In deze brief wordt eerst ingegaan op de geïmplementeerde richtlijnen gevolgd door
de implementatieachterstand zoals die op 1 juli 2025 gold. Daarna worden de oorzaken
van deze achterstand behandeld en worden de richtlijnen die het volgende kwartaal
moeten worden geïmplementeerd genoemd. Vervolgens volgt een opsomming van de ingebrekestellingprocedures
die de Europese Commissie tegen Nederland is gestart als gevolg van niet-tijdige implementatie.

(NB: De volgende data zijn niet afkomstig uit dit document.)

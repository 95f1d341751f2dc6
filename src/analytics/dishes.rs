use chrono::{DateTime, FixedOffset, TimeZone};
use serde::Serialize;
use std::collections::HashMap;

use crate::billing::period::{prior_period, Timeframe};
use crate::config::{Dish, Order};
use crate::observer::{NoopObserver, ReportObserver};

/// Dishes with fewer orders than this in the window count as underperforming
pub const LOW_ORDER_THRESHOLD: u32 = 5;

/// Period-over-period change (in percent) treated as a strong trend
pub const STRONG_TREND_PERCENT: f64 = 20.0;

#[derive(Debug, Clone, Serialize)]
pub struct DishPerformance {
    pub dish_id: String,
    pub name: String,
    pub category: Option<String>,
    pub price: f64,
    pub image_url: Option<String>,
    pub is_available: bool,
    pub order_count: u32,
    pub total_revenue: f64,
    pub previous_order_count: u32,
    pub trend_percentage: f64,
    /// 1.0 to 5.0, one decimal
    pub average_rating: f64,
}

#[derive(Debug, Default, Clone, Copy)]
struct Tally {
    count: u32,
    revenue: f64,
}

/// Sum quantities and line revenue per dish over approved orders created in
/// `[from, until)`; `until = None` leaves the window open-ended.
fn tally_window<'a, Tz: TimeZone>(
    orders: &'a [Order],
    catalog_prices: &HashMap<&str, f64>,
    from: DateTime<FixedOffset>,
    until: Option<DateTime<FixedOffset>>,
    tz: &Tz,
    observer: &dyn ReportObserver,
) -> HashMap<&'a str, Tally> {
    let mut tallies: HashMap<&str, Tally> = HashMap::new();

    for order in orders.iter().filter(|o| o.is_approved()) {
        let Some(created) = order.created_at(tz) else {
            observer.malformed_timestamp(&order.id, "created_at", &order.created_at);
            continue;
        };
        if created < from || until.is_some_and(|end| created >= end) {
            continue;
        }

        for item in &order.items {
            let price = item
                .price
                .or_else(|| catalog_prices.get(item.dish_id.as_str()).copied())
                .unwrap_or(0.0);
            let tally = tallies.entry(item.dish_id.as_str()).or_default();
            // Counts pin at u32::MAX rather than wrap
            tally.count = tally.count.saturating_add(item.quantity);
            tally.revenue += price * f64::from(item.quantity);
        }
    }

    tallies
}

/// Percentage change in order count. A dish with no previous orders but some
/// current ones is a 100% break-out; no activity at all is flat.
pub fn trend_percentage(current: u32, previous: u32) -> f64 {
    if previous > 0 {
        (f64::from(current) - f64::from(previous)) / f64::from(previous) * 100.0
    } else if current > 0 {
        100.0
    } else {
        0.0
    }
}

fn ratio(value: f64, max: f64) -> f64 {
    if max > 0.0 {
        (value / max).min(1.0)
    } else {
        0.0
    }
}

/// Star rating blended from relative order count (0-2), relative revenue
/// (0-2) and positive trend (0-1), clamped to 1..=5.
pub fn dish_rating(
    order_count: u32,
    max_order_count: u32,
    revenue: f64,
    max_revenue: f64,
    trend: f64,
) -> f64 {
    let count_score = ratio(f64::from(order_count), f64::from(max_order_count)) * 2.0;
    let revenue_score = ratio(revenue, max_revenue) * 2.0;
    let trend_score = (trend.max(0.0) / 100.0).min(1.0);

    let rating = (count_score + revenue_score + trend_score).clamp(1.0, 5.0);
    (rating * 10.0).round() / 10.0
}

/// Per-dish activity for the window ending at `now`, one entry per catalog
/// dish in catalog order.
pub fn analyze_dish_performance<Tz: TimeZone>(
    orders: &[Order],
    dishes: &[Dish],
    timeframe: Timeframe,
    now: &DateTime<Tz>,
    observer: &dyn ReportObserver,
) -> Vec<DishPerformance> {
    let tz = now.timezone();
    let window_start = prior_period(now, timeframe);
    let previous_start = match timeframe {
        Timeframe::All => None,
        _ => Some(prior_period(&window_start.with_timezone(&tz), timeframe)),
    };

    let catalog_prices: HashMap<&str, f64> =
        dishes.iter().map(|d| (d.id.as_str(), d.price)).collect();

    let current = tally_window(orders, &catalog_prices, window_start, None, &tz, observer);
    let previous = match previous_start {
        Some(start) if start < window_start => tally_window(
            orders,
            &catalog_prices,
            start,
            Some(window_start),
            &tz,
            &NoopObserver,
        ),
        _ => HashMap::new(),
    };

    let counts: Vec<(Tally, u32)> = dishes
        .iter()
        .map(|d| {
            let now_tally = current.get(d.id.as_str()).copied().unwrap_or_default();
            let prev_count = previous.get(d.id.as_str()).map_or(0, |t| t.count);
            (now_tally, prev_count)
        })
        .collect();

    let max_order_count = counts.iter().map(|(t, _)| t.count).max().unwrap_or(0);
    let max_revenue = counts.iter().map(|(t, _)| t.revenue).fold(0.0, f64::max);

    dishes
        .iter()
        .zip(counts)
        .map(|(dish, (tally, previous_order_count))| {
            let trend = trend_percentage(tally.count, previous_order_count);
            DishPerformance {
                dish_id: dish.id.clone(),
                name: dish.name.clone(),
                category: dish.category.clone(),
                price: dish.price,
                image_url: dish.image_url.clone(),
                is_available: dish.is_available,
                order_count: tally.count,
                total_revenue: tally.revenue,
                previous_order_count,
                trend_percentage: trend,
                average_rating: dish_rating(
                    tally.count,
                    max_order_count,
                    tally.revenue,
                    max_revenue,
                    trend,
                ),
            }
        })
        .collect()
}

/// Highest-earning dishes first
pub fn top_by_revenue(performances: &[DishPerformance], limit: usize) -> Vec<&DishPerformance> {
    let mut sorted: Vec<&DishPerformance> = performances.iter().collect();
    sorted.sort_by(|a, b| b.total_revenue.total_cmp(&a.total_revenue));
    sorted.truncate(limit);
    sorted
}

/// Dishes with a positive trend, strongest first
pub fn trending_up(performances: &[DishPerformance], limit: usize) -> Vec<&DishPerformance> {
    let mut rising: Vec<&DishPerformance> = performances
        .iter()
        .filter(|p| p.trend_percentage > 0.0)
        .collect();
    rising.sort_by(|a, b| b.trend_percentage.total_cmp(&a.trend_percentage));
    rising.truncate(limit);
    rising
}

/// Dishes with a negative trend, steepest decline first
pub fn trending_down(performances: &[DishPerformance], limit: usize) -> Vec<&DishPerformance> {
    let mut falling: Vec<&DishPerformance> = performances
        .iter()
        .filter(|p| p.trend_percentage < 0.0)
        .collect();
    falling.sort_by(|a, b| a.trend_percentage.total_cmp(&b.trend_percentage));
    falling.truncate(limit);
    falling
}

fn low_performance_score(p: &DishPerformance) -> f64 {
    f64::from(p.order_count) + p.trend_percentage / 10.0
}

pub fn is_underperforming(p: &DishPerformance) -> bool {
    p.is_available
        && (p.order_count < LOW_ORDER_THRESHOLD || p.trend_percentage < -STRONG_TREND_PERCENT)
}

/// Available dishes that sell little or are losing ground, worst first
pub fn underperforming(performances: &[DishPerformance], limit: usize) -> Vec<&DishPerformance> {
    let mut weak: Vec<&DishPerformance> = performances
        .iter()
        .filter(|p| is_underperforming(p))
        .collect();
    weak.sort_by(|a, b| low_performance_score(a).total_cmp(&low_performance_score(b)));
    weak.truncate(limit);
    weak
}
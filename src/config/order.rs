use chrono::{DateTime, FixedOffset, TimeZone};
use serde::{Deserialize, Serialize};
use std::fmt;

use crate::billing::period::parse_timestamp;

#[derive(Debug, Clone, Copy, PartialEq, Eq, Serialize, Deserialize)]
#[serde(rename_all = "lowercase")]
pub enum OrderStatus {
    Pending,
    Approved,
    Rejected,
}

impl fmt::Display for OrderStatus {
    fn fmt(&self, f: &mut fmt::Formatter<'_>) -> fmt::Result {
        match self {
            Self::Pending => write!(f, "PENDING"),
            Self::Approved => write!(f, "APPROVED"),
            Self::Rejected => write!(f, "REJECTED"),
        }
    }
}

#[derive(Debug, Clone, Copy, PartialEq, Eq, Serialize, Deserialize)]
#[serde(rename_all = "lowercase")]
pub enum PaymentType {
    Cash,
    Monthly,
}

impl fmt::Display for PaymentType {
    fn fmt(&self, f: &mut fmt::Formatter<'_>) -> fmt::Result {
        match self {
            Self::Cash => write!(f, "cash"),
            Self::Monthly => write!(f, "monthly"),
        }
    }
}

#[derive(Debug, Deserialize, Serialize, Clone)]
pub struct OrderItem {
    pub dish_id: String,
    #[serde(default)]
    pub dish_name: Option<String>,
    /// Unit price captured when the order was placed
    #[serde(default)]
    pub price: Option<f64>,
    pub quantity: u32,
}

#[derive(Debug, Deserialize, Serialize, Clone)]
pub struct Order {
    pub id: String,
    pub customer_id: String,
    pub customer_name: String,
    #[serde(default)]
    pub customer_email: String,
    #[serde(default)]
    pub items: Vec<OrderItem>,
    pub total_amount: f64,
    pub status: OrderStatus,
    pub payment_type: PaymentType,
    /// Raw ISO-8601 timestamps; parsed on demand so one bad value cannot
    /// reject the whole snapshot.
    pub created_at: String,
    #[serde(default)]
    pub approved_at: Option<String>,
    #[serde(default)]
    pub rejected_at: Option<String>,
    #[serde(default)]
    pub paid_at: Option<String>,
    #[serde(default)]
    pub is_walk_in: Option<bool>,
    #[serde(default)]
    pub placed_by: Option<String>,
}

impl Order {
    pub fn is_approved(&self) -> bool {
        self.status == OrderStatus::Approved
    }

    pub fn is_walk_in(&self) -> bool {
        self.is_walk_in.unwrap_or(false)
    }

    pub fn created_at<Tz: TimeZone>(&self, tz: &Tz) -> Option<DateTime<FixedOffset>> {
        parse_timestamp(&self.created_at, tz)
    }

    /// Field name and raw value of the timestamp revenue is booked against:
    /// the approval time when there is one, otherwise the creation time.
    pub fn revenue_timestamp(&self) -> (&'static str, &str) {
        match self.approved_at.as_deref() {
            Some(raw) if !raw.trim().is_empty() => ("approved_at", raw),
            _ => ("created_at", self.created_at.as_str()),
        }
    }
}
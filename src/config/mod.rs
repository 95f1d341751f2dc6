mod customer;
mod dish;
mod order;
mod settings;

pub use customer::{Customer, Role, WALK_IN_CUSTOMER_NUMBER};
pub use dish::Dish;
pub use order::{Order, OrderItem, OrderStatus, PaymentType};
pub use settings::{AnalyticsSettings, BillingSettings, Config, DataSettings, Restaurant};

use crate::error::{BillingError, Result};
use directories::ProjectDirs;
use serde::de::DeserializeOwned;
use std::fs;
use std::path::{Path, PathBuf};

/// Get the config directory path (XDG config dir, or ~/.billing/)
pub fn config_dir() -> Result<PathBuf> {
    if let Some(proj_dirs) = ProjectDirs::from("", "", "billing") {
        return Ok(proj_dirs.config_dir().to_path_buf());
    }

    let home = dirs_home().ok_or_else(|| {
        BillingError::Io(std::io::Error::new(
            std::io::ErrorKind::NotFound,
            "Could not determine home directory",
        ))
    })?;

    Ok(home.join(".billing"))
}

fn dirs_home() -> Option<PathBuf> {
    std::env::var_os("HOME").map(PathBuf::from)
}

/// Expand ~ in paths
pub fn expand_path(path: &str) -> PathBuf {
    if let Some(rest) = path.strip_prefix("~/") {
        if let Some(home) = dirs_home() {
            return home.join(rest);
        }
    }
    PathBuf::from(path)
}

/// Resolve a snapshot path from config.toml against the config directory
pub fn resolve_data_path(path: &str, config_dir: &Path) -> PathBuf {
    let expanded = expand_path(path);
    if expanded.is_absolute() {
        expanded
    } else {
        config_dir.join(expanded)
    }
}

/// Load the main config.toml
pub fn load_config(config_dir: &Path) -> Result<Config> {
    let path = config_dir.join("config.toml");
    if !path.exists() {
        return Err(BillingError::ConfigFileNotFound(path));
    }
    let content = fs::read_to_string(&path)?;
    toml::from_str(&content).map_err(|e| BillingError::ConfigParse { path, source: e })
}

fn load_snapshot<T: DeserializeOwned>(path: PathBuf) -> Result<Vec<T>> {
    if !path.exists() {
        return Err(BillingError::ConfigFileNotFound(path));
    }
    let content = fs::read_to_string(&path)?;
    serde_json::from_str(&content).map_err(|e| BillingError::DataParse { path, source: e })
}

/// Load the orders snapshot
pub fn load_orders(config_dir: &Path, config: &Config) -> Result<Vec<Order>> {
    load_snapshot(resolve_data_path(&config.data.orders, config_dir))
}

/// Load the customers snapshot
pub fn load_customers(config_dir: &Path, config: &Config) -> Result<Vec<Customer>> {
    load_snapshot(resolve_data_path(&config.data.customers, config_dir))
}

/// Load the dish catalog
pub fn load_dishes(config_dir: &Path, config: &Config) -> Result<Vec<Dish>> {
    load_snapshot(resolve_data_path(&config.data.dishes, config_dir))
}

/// Write the customers snapshot back after a balance change
pub fn save_customers(config_dir: &Path, config: &Config, customers: &[Customer]) -> Result<()> {
    let path = resolve_data_path(&config.data.customers, config_dir);
    let content = serde_json::to_string_pretty(customers)
        .map_err(|e| BillingError::Serialize(e.to_string()))?;
    fs::write(path, content)?;
    Ok(())
}

/// Template content for config.toml
pub const CONFIG_TEMPLATE: &str = r#"[restaurant]
name = "Your Restaurant"

[billing]
currency_symbol = "Rs "

[analytics]
default_timeframe = "month"  # week, month or all
top_n = 5

[data]
# Snapshot files exported from the backend. Relative paths resolve
# against this directory.
orders = "orders.json"
customers = "customers.json"
dishes = "dishes.json"
"#;

/// Template content for customers.json
pub const CUSTOMERS_TEMPLATE: &str = r#"[
  {
    "id": "walk-in",
    "name": "Walk-in Customer",
    "email": "walkin@example.com",
    "role": "customer",
    "payment_type": "cash",
    "monthly_balance": 0,
    "total_spent": 0,
    "customer_number": -1,
    "is_first_login": false
  }
]
"#;

/// Template content for dishes.json
pub const DISHES_TEMPLATE: &str = r#"[
  {
    "id": "chicken-biryani",
    "name": "Chicken Biryani",
    "description": "Fragrant rice with spiced chicken",
    "price": 450,
    "category": "Mains",
    "is_available": true
  },
  {
    "id": "masala-chai",
    "name": "Masala Chai",
    "price": 80,
    "category": "Drinks",
    "is_available": true
  }
]
"#;

/// Template content for orders.json
pub const ORDERS_TEMPLATE: &str = "[]\n";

Mede op verzoek van uw Kamer zijn ook de lopende infracties wegens (vermeende) onjuiste
implementatie in het overzicht ingebrekestellingen per departement opgenomen.
Departement
Tijdig Geïmplementeerde richtlijnen
Geïmplementeerde achterstallige richtlijnen
AenM
AZ
BuZa
1
1
BZK
Def
EZ
Fin
IenW
1
JenV
1
1
KGG
LVVN
1
OCW
SZW
VRO
VWS
1
Totaal
3
4
Huidige achterstand
De achterstand bij het begin van dit kwartaal bedroeg 15 richtlijnen t.o.v. 16 richtlijnen
in het vorige kwartaal. De 15 achterstallige richtlijnen zijn aan de volgende ministeries
toegedeeld: KGG (3), FIN (1), OCW (1), SZW (1), AenM (1), IenW (3) en JenV (5).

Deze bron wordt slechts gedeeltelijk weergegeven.